[Collection entries]
=== Begin Enclosure ===

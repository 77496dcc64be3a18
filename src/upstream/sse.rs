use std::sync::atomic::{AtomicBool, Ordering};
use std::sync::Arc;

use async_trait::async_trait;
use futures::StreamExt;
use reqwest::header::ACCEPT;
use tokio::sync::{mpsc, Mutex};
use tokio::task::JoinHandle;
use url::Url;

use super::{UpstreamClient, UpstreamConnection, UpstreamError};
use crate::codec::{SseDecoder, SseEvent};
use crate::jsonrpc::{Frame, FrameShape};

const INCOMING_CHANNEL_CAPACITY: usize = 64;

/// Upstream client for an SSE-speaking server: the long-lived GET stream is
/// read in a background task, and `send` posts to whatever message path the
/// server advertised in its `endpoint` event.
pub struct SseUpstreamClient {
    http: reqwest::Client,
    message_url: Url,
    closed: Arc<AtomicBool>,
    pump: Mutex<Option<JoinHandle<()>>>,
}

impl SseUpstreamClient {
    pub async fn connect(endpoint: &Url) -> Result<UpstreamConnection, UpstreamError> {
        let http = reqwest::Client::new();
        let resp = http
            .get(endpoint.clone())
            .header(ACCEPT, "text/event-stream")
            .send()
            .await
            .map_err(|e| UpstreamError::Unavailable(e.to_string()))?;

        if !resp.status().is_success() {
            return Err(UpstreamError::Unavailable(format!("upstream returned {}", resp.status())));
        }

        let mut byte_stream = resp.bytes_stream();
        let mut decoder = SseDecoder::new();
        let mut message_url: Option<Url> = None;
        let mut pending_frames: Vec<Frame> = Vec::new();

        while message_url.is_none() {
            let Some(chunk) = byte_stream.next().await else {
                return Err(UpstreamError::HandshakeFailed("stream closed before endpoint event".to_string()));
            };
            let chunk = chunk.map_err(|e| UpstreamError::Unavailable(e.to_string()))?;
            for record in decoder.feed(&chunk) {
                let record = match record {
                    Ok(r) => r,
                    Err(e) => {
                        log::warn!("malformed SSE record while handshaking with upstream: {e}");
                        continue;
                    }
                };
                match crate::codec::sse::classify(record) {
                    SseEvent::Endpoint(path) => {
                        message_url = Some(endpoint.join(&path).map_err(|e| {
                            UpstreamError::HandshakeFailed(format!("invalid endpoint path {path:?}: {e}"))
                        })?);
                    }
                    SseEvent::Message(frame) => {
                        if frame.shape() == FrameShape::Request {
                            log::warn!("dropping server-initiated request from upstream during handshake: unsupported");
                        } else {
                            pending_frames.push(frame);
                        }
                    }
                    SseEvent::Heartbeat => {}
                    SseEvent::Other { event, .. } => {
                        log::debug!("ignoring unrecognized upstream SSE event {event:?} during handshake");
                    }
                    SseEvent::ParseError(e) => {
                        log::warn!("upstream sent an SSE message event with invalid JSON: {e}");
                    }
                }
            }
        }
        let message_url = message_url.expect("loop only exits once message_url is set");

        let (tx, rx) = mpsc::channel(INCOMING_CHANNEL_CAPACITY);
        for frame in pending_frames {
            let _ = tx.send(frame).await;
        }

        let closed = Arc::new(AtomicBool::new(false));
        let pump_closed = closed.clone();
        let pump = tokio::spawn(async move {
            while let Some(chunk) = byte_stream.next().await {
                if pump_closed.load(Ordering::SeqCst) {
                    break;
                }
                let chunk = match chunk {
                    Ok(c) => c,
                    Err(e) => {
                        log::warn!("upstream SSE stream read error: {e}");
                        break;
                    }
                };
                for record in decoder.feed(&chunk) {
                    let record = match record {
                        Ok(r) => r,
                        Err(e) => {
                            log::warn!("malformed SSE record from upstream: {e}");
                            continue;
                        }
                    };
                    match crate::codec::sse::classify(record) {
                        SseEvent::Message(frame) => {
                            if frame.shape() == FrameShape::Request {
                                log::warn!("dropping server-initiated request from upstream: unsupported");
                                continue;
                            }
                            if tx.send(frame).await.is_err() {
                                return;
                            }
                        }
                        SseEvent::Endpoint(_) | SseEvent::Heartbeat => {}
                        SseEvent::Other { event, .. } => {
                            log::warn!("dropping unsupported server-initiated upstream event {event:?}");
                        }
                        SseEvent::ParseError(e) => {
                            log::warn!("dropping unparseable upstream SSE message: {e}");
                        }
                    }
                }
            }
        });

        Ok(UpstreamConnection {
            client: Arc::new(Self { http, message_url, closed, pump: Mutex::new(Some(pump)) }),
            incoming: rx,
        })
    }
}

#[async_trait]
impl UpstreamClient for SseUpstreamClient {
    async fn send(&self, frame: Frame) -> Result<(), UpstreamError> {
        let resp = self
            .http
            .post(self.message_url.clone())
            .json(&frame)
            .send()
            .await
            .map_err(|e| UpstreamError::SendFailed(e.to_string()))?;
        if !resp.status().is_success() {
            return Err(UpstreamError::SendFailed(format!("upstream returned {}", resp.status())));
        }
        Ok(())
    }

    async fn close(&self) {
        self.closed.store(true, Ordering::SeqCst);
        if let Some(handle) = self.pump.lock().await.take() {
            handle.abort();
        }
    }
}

=== End Enclosure ===
=== Begin Enclosure ===

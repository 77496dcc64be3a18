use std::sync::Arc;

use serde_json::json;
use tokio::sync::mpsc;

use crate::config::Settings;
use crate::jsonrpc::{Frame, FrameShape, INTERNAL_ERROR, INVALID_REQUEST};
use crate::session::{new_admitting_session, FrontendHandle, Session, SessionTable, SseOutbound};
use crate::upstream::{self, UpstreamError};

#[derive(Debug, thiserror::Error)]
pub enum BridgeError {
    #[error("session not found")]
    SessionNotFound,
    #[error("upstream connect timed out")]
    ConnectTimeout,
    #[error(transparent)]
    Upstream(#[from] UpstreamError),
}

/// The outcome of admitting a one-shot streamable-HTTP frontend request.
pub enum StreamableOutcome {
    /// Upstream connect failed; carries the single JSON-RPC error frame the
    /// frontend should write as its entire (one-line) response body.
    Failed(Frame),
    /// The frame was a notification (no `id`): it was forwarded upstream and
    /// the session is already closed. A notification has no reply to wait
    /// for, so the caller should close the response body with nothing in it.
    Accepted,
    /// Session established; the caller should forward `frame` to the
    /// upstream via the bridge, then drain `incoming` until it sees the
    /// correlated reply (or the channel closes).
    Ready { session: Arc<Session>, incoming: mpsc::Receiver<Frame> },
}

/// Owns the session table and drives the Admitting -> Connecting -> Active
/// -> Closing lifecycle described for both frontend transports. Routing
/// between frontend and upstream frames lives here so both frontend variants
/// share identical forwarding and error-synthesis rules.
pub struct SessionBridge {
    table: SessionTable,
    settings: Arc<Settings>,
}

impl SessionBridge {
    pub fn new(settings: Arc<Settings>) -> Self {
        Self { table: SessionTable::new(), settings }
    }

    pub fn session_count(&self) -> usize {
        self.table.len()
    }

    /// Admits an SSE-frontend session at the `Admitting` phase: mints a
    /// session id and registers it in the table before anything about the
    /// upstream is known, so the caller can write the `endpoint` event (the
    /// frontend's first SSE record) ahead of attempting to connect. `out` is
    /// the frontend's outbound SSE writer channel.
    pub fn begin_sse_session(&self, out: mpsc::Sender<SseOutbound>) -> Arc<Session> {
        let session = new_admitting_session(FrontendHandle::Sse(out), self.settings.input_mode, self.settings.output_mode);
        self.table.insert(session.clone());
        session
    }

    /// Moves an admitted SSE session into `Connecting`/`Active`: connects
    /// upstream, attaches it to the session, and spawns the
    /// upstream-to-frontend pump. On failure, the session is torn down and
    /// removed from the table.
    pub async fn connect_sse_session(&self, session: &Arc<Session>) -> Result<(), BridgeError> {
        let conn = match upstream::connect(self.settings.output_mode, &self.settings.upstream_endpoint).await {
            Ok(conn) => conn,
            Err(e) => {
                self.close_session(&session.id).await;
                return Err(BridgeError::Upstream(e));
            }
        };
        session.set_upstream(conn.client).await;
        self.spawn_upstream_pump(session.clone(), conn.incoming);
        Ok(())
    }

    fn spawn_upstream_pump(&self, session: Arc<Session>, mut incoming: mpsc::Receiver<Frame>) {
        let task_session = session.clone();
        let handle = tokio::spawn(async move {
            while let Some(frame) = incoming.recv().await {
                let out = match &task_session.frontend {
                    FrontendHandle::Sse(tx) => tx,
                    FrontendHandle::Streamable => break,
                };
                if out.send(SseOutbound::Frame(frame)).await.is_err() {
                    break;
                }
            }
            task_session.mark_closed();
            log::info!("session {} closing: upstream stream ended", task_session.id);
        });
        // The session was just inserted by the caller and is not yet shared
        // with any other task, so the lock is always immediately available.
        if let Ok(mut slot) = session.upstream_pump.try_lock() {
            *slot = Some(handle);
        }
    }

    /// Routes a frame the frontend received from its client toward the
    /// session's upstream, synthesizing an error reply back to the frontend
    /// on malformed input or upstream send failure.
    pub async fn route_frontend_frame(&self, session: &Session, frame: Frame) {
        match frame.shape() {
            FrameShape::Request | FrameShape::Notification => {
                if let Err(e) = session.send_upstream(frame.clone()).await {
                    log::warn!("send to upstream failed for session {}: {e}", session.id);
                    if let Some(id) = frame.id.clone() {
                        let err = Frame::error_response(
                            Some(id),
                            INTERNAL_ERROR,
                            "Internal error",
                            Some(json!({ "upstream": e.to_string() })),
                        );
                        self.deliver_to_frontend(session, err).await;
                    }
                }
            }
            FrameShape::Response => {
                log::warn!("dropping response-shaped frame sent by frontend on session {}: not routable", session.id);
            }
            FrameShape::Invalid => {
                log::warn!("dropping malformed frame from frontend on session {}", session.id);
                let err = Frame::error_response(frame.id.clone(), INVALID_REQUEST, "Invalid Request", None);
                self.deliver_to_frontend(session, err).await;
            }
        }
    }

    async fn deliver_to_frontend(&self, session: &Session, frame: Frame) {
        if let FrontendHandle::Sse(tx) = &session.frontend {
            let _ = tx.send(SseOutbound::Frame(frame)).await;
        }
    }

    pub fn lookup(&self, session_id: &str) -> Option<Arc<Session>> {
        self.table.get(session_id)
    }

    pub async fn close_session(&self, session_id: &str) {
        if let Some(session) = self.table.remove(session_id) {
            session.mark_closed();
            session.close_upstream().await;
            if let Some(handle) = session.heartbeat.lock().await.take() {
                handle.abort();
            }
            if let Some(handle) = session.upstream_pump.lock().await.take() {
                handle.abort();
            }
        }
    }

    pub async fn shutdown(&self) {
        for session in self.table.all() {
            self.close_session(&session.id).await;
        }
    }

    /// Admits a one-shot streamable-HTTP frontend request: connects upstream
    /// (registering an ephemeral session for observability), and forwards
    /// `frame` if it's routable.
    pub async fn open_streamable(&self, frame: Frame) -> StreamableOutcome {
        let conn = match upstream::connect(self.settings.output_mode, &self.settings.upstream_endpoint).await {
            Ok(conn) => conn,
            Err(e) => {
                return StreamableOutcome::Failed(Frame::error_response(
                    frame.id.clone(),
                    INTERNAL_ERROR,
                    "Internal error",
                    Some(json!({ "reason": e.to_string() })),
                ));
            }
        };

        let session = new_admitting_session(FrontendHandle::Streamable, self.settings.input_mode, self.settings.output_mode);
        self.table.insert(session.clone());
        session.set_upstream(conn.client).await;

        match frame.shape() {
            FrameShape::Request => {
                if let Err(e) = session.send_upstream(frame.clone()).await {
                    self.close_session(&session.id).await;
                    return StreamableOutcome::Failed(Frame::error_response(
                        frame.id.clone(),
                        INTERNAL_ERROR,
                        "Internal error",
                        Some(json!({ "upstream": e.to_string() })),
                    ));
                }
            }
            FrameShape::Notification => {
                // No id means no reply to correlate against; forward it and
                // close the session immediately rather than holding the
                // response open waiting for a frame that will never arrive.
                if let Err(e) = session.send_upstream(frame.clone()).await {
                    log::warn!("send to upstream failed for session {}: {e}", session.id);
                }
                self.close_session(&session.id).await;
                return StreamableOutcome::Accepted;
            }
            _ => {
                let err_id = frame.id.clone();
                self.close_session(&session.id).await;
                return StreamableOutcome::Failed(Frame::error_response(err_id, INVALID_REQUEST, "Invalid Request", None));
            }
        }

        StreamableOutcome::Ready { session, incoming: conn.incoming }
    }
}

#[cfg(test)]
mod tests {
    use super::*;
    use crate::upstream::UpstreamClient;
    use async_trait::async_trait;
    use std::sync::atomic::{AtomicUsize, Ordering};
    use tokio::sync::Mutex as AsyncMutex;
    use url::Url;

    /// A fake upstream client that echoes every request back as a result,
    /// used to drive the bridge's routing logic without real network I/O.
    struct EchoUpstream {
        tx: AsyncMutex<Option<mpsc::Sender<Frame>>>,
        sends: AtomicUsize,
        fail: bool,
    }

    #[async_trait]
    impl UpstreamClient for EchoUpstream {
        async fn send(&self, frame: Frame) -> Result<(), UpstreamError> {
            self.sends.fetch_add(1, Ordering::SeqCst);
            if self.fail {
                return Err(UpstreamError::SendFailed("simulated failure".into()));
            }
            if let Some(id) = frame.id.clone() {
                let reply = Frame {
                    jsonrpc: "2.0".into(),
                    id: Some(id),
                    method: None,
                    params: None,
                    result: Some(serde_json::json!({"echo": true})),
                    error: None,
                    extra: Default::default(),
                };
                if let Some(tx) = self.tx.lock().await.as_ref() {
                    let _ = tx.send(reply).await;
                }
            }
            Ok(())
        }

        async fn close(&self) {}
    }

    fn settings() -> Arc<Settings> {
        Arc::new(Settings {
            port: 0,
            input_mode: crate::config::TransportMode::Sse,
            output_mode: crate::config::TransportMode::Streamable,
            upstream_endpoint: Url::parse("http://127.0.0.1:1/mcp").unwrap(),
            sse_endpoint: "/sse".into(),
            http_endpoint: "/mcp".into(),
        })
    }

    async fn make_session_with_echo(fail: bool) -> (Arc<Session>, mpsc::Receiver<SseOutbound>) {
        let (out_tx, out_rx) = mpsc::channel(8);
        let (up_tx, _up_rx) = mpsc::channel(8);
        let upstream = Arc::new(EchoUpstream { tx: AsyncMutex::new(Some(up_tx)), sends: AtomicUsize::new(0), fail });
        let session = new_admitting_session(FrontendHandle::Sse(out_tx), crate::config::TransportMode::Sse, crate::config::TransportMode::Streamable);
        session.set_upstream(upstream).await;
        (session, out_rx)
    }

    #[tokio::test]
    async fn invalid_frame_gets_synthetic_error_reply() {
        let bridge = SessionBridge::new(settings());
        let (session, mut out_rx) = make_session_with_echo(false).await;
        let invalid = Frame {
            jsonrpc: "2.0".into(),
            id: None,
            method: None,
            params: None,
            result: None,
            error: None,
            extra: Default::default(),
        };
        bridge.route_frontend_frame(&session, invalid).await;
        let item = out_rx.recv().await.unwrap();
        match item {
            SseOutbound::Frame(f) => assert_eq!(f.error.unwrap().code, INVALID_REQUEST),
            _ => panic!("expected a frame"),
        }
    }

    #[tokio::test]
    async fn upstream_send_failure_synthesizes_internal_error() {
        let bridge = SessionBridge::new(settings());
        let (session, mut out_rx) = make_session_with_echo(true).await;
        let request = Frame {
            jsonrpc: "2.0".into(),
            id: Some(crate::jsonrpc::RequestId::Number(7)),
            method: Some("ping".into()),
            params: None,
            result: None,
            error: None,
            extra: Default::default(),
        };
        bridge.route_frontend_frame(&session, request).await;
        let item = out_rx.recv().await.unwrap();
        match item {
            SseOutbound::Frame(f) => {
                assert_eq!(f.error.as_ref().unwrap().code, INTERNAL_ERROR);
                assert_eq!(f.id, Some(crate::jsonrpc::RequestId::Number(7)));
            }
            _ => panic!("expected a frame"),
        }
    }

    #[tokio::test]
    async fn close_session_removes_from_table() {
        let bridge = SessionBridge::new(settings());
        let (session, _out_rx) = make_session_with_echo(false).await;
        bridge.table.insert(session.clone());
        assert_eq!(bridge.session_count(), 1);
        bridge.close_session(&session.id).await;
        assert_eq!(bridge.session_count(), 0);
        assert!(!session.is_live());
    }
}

=== End Enclosure ===

# Work instructions:
Show the lines in the entries above that include the string "false".

# Exercise solution:
        let closed = Arc::new(AtomicBool::new(false));
        let (session, mut out_rx) = make_session_with_echo(false).await;
        let (session, _out_rx) = make_session_with_echo(false).await;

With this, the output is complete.